In Ariel Schlesinger’s Untitled (2008) two tea biscuits lean against each other, propped up to form what seems to be the pitched roof of a tiny refuge. Windows cropped at the top of the photograph bathe the breakfast table scene in a cold white light; their presence reminds us that should they be opened, wind and rain would threaten the lives of hundreds of crumbs scattered on the tabletop. Dipped in the still steeping tea that stands nearby, the top of the tiny sculpture has been pinched and bent over to stabilize its acute angle. Schlesinger references the spontaneous engineering of food play but transforms what would otherwise have been a precarious ‘house of cards’ design into a small monument to random acts of creativity.

Freakish mutants, staged resurrections and peculiar inventions; Schlesinger’s works are weird science for the sake of the beautifully uncanny. In Forever Young (2005), a single ash burns perpetually in a cracked ashtray at the gallery entrance. A soggy cardboard box, Zu Erinnern und Zu Vergessen (To Remember and To Forget, 2008), holds a shallow puddle of water that somehow never seeps out onto the gallery floor. Rolls of masking tape, joined – like Siamese twins – at their cardboard cores, stand on a pedestal in Untitled (Masking Tape) (2008).
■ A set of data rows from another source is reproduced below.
use std::env;
use std::path::PathBuf;

fn main() {
    let version = calculate_semres_version();
    println!("cargo:rustc-env=SEMRES_CALCULATED_VERSION={}", version);

    // shadow-rs generates extended build metadata (git hash, timestamps, rustc version)
    shadow_rs::ShadowBuilder::builder()
        .build()
        .expect("shadow-rs build failed");
}

fn workspace_root() -> PathBuf {
    let manifest_dir = PathBuf::from(env::var("CARGO_MANIFEST_DIR").unwrap());
    manifest_dir
        .parent() // crates/
        .and_then(|p| p.parent()) // workspace root
        .map(|p| p.to_path_buf())
        .unwrap_or_else(|| PathBuf::from("."))
}

fn calculate_semres_version() -> String {
    let work_dir = workspace_root();
    let Ok(repo) = semres::GixRepository::discover(&work_dir) else {
        return env::var("CARGO_PKG_VERSION").unwrap_or_else(|_| "0.0.0-dev".to_string());
    };
    let config = semres::CliConfig {
        repo: work_dir,
        ..semres::CliConfig::default()
    };
    let ctx = semres::ResolutionContext::default();

    match semres::resolve(&ctx, &repo, &config) {
        Ok(version) => version.to_extended(),
        Err(_) => env::var("CARGO_PKG_VERSION").unwrap_or_else(|_| "0.0.0-dev".to_string()),
    }
}
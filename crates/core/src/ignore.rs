//! Ignore engine (§4.7): computes the set of commit SHAs to drop before
//! directive aggregation, in two phases — pure direct exclusions, then
//! merge-driven exclusions that need a repository round-trip.

use std::collections::HashSet;

use crate::error::Result;
use crate::keyword::Directive;
use crate::repository::{Commit, RepositoryQuery};

/// Per-commit directive list, in the same order as `commits`.
pub type DirectivesByCommit<'a> = [(Commit, Vec<Directive>)];

/// Phase 1 (pure): resolve `IgnoreCommits` prefixes and `IgnoreRange`
/// bounds against the concrete commit list.
///
/// SHA-prefix matching intentionally allows overlap: a short prefix may
/// catch more than one commit, and this is exercised directly by a unit
/// test below rather than left implicit.
fn direct_exclusions(commits: &[Commit], entries: &DirectivesByCommit<'_>) -> HashSet<String> {
    let mut excluded = HashSet::new();

    for (_, directives) in entries {
        for directive in directives {
            if let Directive::IgnoreCommits(prefixes) = directive {
                for commit in commits {
                    if prefixes.iter().any(|p| commit.sha.starts_with(p.as_str())) {
                        excluded.insert(commit.sha.clone());
                    }
                }
            }
        }
    }

    for (_, directives) in entries {
        for directive in directives {
            if let Directive::IgnoreRange(from, to) = directive {
                let from_pos = commits.iter().position(|c| c.sha.starts_with(from.as_str()));
                let to_pos = commits.iter().position(|c| c.sha.starts_with(to.as_str()));
                if let (Some(a), Some(b)) = (from_pos, to_pos) {
                    let (lo, hi) = if a <= b { (a, b) } else { (b, a) };
                    for commit in &commits[lo..=hi] {
                        excluded.insert(commit.sha.clone());
                    }
                }
            }
        }
    }

    excluded
}

/// Phase 2: for every `IgnoreMerged` carried by an actual merge commit, ask
/// the repository which SHAs it introduced and union them in. Carriers
/// that are not merges are silently ignored.
fn merge_exclusions(
    entries: &DirectivesByCommit<'_>,
    repo: &impl RepositoryQuery,
) -> Result<HashSet<String>> {
    let mut excluded = HashSet::new();
    for (commit, directives) in entries {
        if !commit.is_merge {
            continue;
        }
        if directives.contains(&Directive::IgnoreMerged) {
            for sha in repo.get_merged_commits(&commit.sha)? {
                excluded.insert(sha);
            }
        }
    }
    Ok(excluded)
}

/// The full set of SHAs to drop before aggregating bump/target directives.
pub fn compute_ignored(
    commits: &[Commit],
    entries: &DirectivesByCommit<'_>,
    repo: &impl RepositoryQuery,
) -> Result<HashSet<String>> {
    let mut excluded = direct_exclusions(commits, entries);
    excluded.extend(merge_exclusions(entries, repo)?);
    Ok(excluded)
}

/// A commit is dropped from the keyword pool if its own directives contain
/// `IgnoreSelf`, or its SHA begins with any exclusion SHA.
pub fn is_dropped(commit: &Commit, directives: &[Directive], excluded: &HashSet<String>) -> bool {
    directives.contains(&Directive::IgnoreSelf)
        || excluded.iter().any(|sha| commit.sha.starts_with(sha.as_str()))
}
For L'Angoisse de la page blanche (The Anguish of the White Page, 2007), two sheets of standard-size copy paper are pressed up against each other as they spin in circles on a low table. A homemade arcade game, Untitled (Football Players) (1999) is poetic play with fear and dread, child-like toying with the idea of death: when the viewer-player pushes down on two metal levers covered in duct tape, a high voltage transformer sends buzzing charges up and down the bodies of two metal footballers. The game's apparently haphazard construction disguises a deliberate design, which is calculated down to details such as the decorative quality of plywood panels at its base and a strip of packing tape around two edges of its Plexiglass case. This is also the case in Untitled (Burned Turkmenistan Carpet III and IV) (2008), for which the seemingly casual act of burning two rolled-up oriental carpets creates a series of long, repeated lacerations that play off of the detailed geometric designs in the carpets’ intricate weaving.

As art historian Rudi Fuchs writes in the note to his lecture ‘Conflicts with Modernism or The Absence of Schwitters’,1 ‘in the end, art-making is a process of magic.’ Schlesinger calls attention to the magic nature of the artwork but purposefully reveals all of the secrets to his tricks. Two white wires taped to the gallery floor lead from a low platform, where Forever Young is displayed, to a wall socket, giving away the fact that the glowing ash is actually the end of an optic fiber. The two white pages of L'Angoisse de la page blanche perform their courtly dance on a table whose legs are fashioned from tip-less spray cans. The battered cans draw attention to the table's underside where a small motor is revealed as the dynamo driving the paper's animation. The flaps at the bottom of the cardboard box in Zu Erinnern und Zu Vergesse (The commemorable and the forgettable, 2008) are not tightly closed but leave gaps from which water should be leak, but oddly it doesn't. This small detail provides a clue that inveigles its way into the mind of the attentive observer and betrays the illusion: the box's bottom is not saturated but coated with water-resistant wax.

As phenomenologist Francois Cheng explains in Five Meditations on Beauty (2006), the beautiful is never a static way of being, ‘given once for always’ for ‘its ability to captivate lies in its revealing itself […] in its emergence.’2 In Schlesinger’s oeuvre, trauma and disaster are the spells that call objects forth from their quotidian hiding into the realm of the artist’s sorcery, a magic of constant revelation.

1. Rudi Fuchs, Conflicts with Modernism or The Absence of Kurt Schwitters, Berlin: Verlag Gachnang & Springer, 1991, p.25
2. Francois Cheng, Cinq Méditations sur la Beauté, Paris: Albin Michel, 2006, p. 70 (translation provided by the review's author)

Emily Verla Bovino is an artist and art historian based in Hong Kong.